Network Rail is delivering a major investment programme to reduce delays caused by overhead line failures on the busiest section of the West Coast Main Line.
After literally walking the 80 miles of route between London and Rugby, a specialist Network Rail engineering team identified a series of improvements that could be made to the overhead lines and reduce delays on the southern end of the route.
Dyan Crowther, route managing director, Network Rail said: “We are currently delivering a series of projects to improve the performance of our infrastructure on the southern end of the West Coast main line, which is one of Britain’s most vital rail arteries”.
“This line has seen tremendous growth in traffic and passengers over the last five years and, just like a busy motorway during rush hour, more trains mean that if something goes wrong, the knock on effects can be significant. The work we are doing to improve the overhead lines is part of a £40m package of investment aimed at improving performance by targeting some of the most common causes of delay.”
Much of the overhead line infrastructure on the southern end of the West Coast Mail Line dates from when the line was electrified in the 1960s. In November 2012, following a six-month secondment to Network Rail, Chris Gibb, chief operating officer of Virgin Trains, published his recommendations for how Network Rail could improve performance on the southern end of the West Coast Main Line. The report identified overhead line faults as one of the major causes of delay.

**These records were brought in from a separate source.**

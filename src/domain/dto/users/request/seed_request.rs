//! 시드(부트스트랩) 요청 DTO
use serde::Deserialize;
use validator::Validate;
use crate::utils::string_utils::validate_username;

/// 최초 super admin 생성 요청
#[derive(Debug, Deserialize, Validate)]
pub struct SeedSuperAdminRequest {
    pub secret_key: String,

    #[validate(length(min = 3, max = 50, message = "사용자명은 3-50자 사이여야 합니다"))]
    #[validate(custom(function = "validate_username"))]
    pub username: String,

    #[validate(email(message = "유효한 이메일 주소를 입력해주세요"))]
    pub email: String,

    #[validate(length(min = 8, message = "비밀번호는 최소 8자 이상이어야 합니다"))]
    pub password: String,
}

/// 기존 사용자를 super admin으로 승격하는 요청
#[derive(Debug, Deserialize, Validate)]
pub struct ResetSuperAdminRequest {
    #[validate(length(min = 1, message = "비밀키를 입력해주세요"))]
    pub secret_key: String,

    #[validate(length(min = 1, message = "사용자 ID를 입력해주세요"))]
    pub user_id: String,
}
//! # Authentication Configuration Module
//!
//! JWT 토큰, 계정 승인 정책, 시드 비밀키 등 인증 관련 설정을 관리하는 모듈입니다.
//!
//! ## 필수 환경 변수 설정
//!
//! ### JWT 토큰 설정
//! ```bash
//! export JWT_SECRET="your-super-secret-jwt-key"
//! export JWT_ACCESS_EXPIRATION="15m"
//! export JWT_REFRESH_EXPIRATION="7d"
//! ```
//!
//! 기간 값은 `humantime` 형식(`30s`, `15m`, `1h 30m`, `7d`)을 사용합니다.
//!
//! ### 계정/시드 설정
//! ```bash
//! export REQUIRE_APPROVAL="true"
//! export SUPER_ADMIN_SEED_KEY="long-random-string"
//! ```

use chrono::Duration;
use crate::config::data_config::{non_empty, EnvLookup, Environment};
use crate::errors::AppError;

/// `JWT_SECRET`이 없을 때 개발/테스트 환경에서만 사용하는 키
const DEVELOPMENT_JWT_SECRET: &str = "development-only-jwt-secret-change-me";

/// JWT 토큰 설정
///
/// 서명 비밀키와 토큰 수명을 담는 불변 설정입니다.
/// `TokenService` 생성 시 한 번 전달되며 요청 처리 중에는 다시 읽지 않습니다.
#[derive(Clone, PartialEq, Eq)]
pub struct JwtConfig {
    /// HS256 서명 비밀키
    pub secret: String,
    /// 액세스 토큰 수명 (기본 15분)
    pub access_ttl: Duration,
    /// 리프레시 토큰 수명 (기본 7일)
    pub refresh_ttl: Duration,
}

impl std::fmt::Debug for JwtConfig {
    fn fmt(&self, f: &mut std::fmt::Formatter<'_>) -> std::fmt::Result {
        f.debug_struct("JwtConfig")
            .field("secret", &"***")
            .field("access_ttl", &self.access_ttl)
            .field("refresh_ttl", &self.refresh_ttl)
            .finish()
    }
}

impl JwtConfig {
    pub fn default_access_ttl() -> Duration {
        Duration::minutes(15)
    }

    pub fn default_refresh_ttl() -> Duration {
        Duration::days(7)
    }

    /// 주어진 비밀키와 기본 수명으로 설정을 만듭니다.
    pub fn with_secret(secret: impl Into<String>) -> Self {
        Self {
            secret: secret.into(),
            access_ttl: Self::default_access_ttl(),
            refresh_ttl: Self::default_refresh_ttl(),
        }
    }

    /// 환경 변수에서 JWT 설정을 읽습니다.
    ///
    /// # 키 생성 예제
    ///
    /// ```bash
    /// openssl rand -base64 32
    /// ```
    ///
    /// # Errors
    ///
    /// * 프로덕션에서 `JWT_SECRET`이 비어 있는 경우
    /// * 기간 값이 `humantime` 형식이 아니거나 0 이하인 경우
    pub fn from_lookup(lookup: EnvLookup<'_>, env: Environment) -> Result<Self, AppError> {
        let secret = match non_empty(lookup, "JWT_SECRET") {
            Some(secret) => secret,
            None if env.is_production() => {
                return Err(AppError::ConfigError(
                    "JWT_SECRET must be set in production".to_string(),
                ));
            }
            None => {
                log::warn!("JWT_SECRET not set, using development default (not secure for production!)");
                DEVELOPMENT_JWT_SECRET.to_string()
            }
        };

        let access_ttl = parse_ttl(lookup, "JWT_ACCESS_EXPIRATION", Self::default_access_ttl())?;
        let refresh_ttl = parse_ttl(lookup, "JWT_REFRESH_EXPIRATION", Self::default_refresh_ttl())?;

        Ok(Self { secret, access_ttl, refresh_ttl })
    }
}

/// `humantime` 형식의 기간 값을 파싱합니다.
fn parse_ttl(lookup: EnvLookup<'_>, key: &str, default: Duration) -> Result<Duration, AppError> {
    let Some(raw) = non_empty(lookup, key) else {
        return Ok(default);
    };

    let parsed = humantime::parse_duration(&raw)
        .map_err(|e| AppError::ConfigError(format!("{} 값이 올바르지 않습니다 ({}): {}", key, raw, e)))?;

    let ttl = Duration::from_std(parsed)
        .map_err(|e| AppError::ConfigError(format!("{} 값이 너무 큽니다 ({}): {}", key, raw, e)))?;

    if ttl <= Duration::zero() {
        return Err(AppError::ConfigError(format!("{}는 0보다 커야 합니다", key)));
    }

    Ok(ttl)
}

/// 계정 정책 설정
#[derive(Debug, Clone, Copy, PartialEq, Eq, Default)]
pub struct AccountConfig {
    /// 활성화하면 승인되지 않은 계정은 로그인과 인증 요청이 거부됩니다.
    pub require_approval: bool,
}

impl AccountConfig {
    pub fn from_lookup(lookup: EnvLookup<'_>) -> Result<Self, AppError> {
        let require_approval = match non_empty(lookup, "REQUIRE_APPROVAL") {
            None => false,
            Some(raw) => match raw.to_lowercase().as_str() {
                "1" | "true" | "yes" | "on" => true,
                "0" | "false" | "no" | "off" => false,
                _ => {
                    return Err(AppError::ConfigError(format!(
                        "REQUIRE_APPROVAL 값이 올바르지 않습니다: {}",
                        raw
                    )));
                }
            },
        };

        Ok(Self { require_approval })
    }
}

/// 숨겨진 시드 라우트용 설정
///
/// 키가 설정되지 않으면 시드 라우트는 항상 거부됩니다.
#[derive(Clone, PartialEq, Eq, Default)]
pub struct SeedConfig {
    pub seed_key: Option<String>,
}

impl std::fmt::Debug for SeedConfig {
    fn fmt(&self, f: &mut std::fmt::Formatter<'_>) -> std::fmt::Result {
        f.debug_struct("SeedConfig")
            .field("seed_key", &self.seed_key.as_ref().map(|_| "***"))
            .finish()
    }
}

impl SeedConfig {
    pub fn from_lookup(lookup: EnvLookup<'_>) -> Self {
        Self {
            seed_key: non_empty(lookup, "SUPER_ADMIN_SEED_KEY"),
        }
    }
}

Chris Gibb, Chief Operating Officer for Virgin Trains added: “The cost of carrying out this work will show an immediate and positive return by improving performance for passenger and freight operators who use the southern end of the West Coast Main Line. The pace at which Network Rail and its contractors are getting on with this shows a determination to really get to grips with performance.”
The package of improvements to the overhead lines is worth around £7.6m and is being delivered by a specialist team of engineers from Network Rail, SPL Powerlines UK (Siemens) and ABC (Alstom, Babcock, Costain) who are working five night shifts every week until the project completes in March 2014.
The work includes removing defects, adjusting equipment, improving the operational performance of neutral sections and high level inspection at major junctions. The team are also removing obsolete components such as old auxiliary wires which present a reliability risk.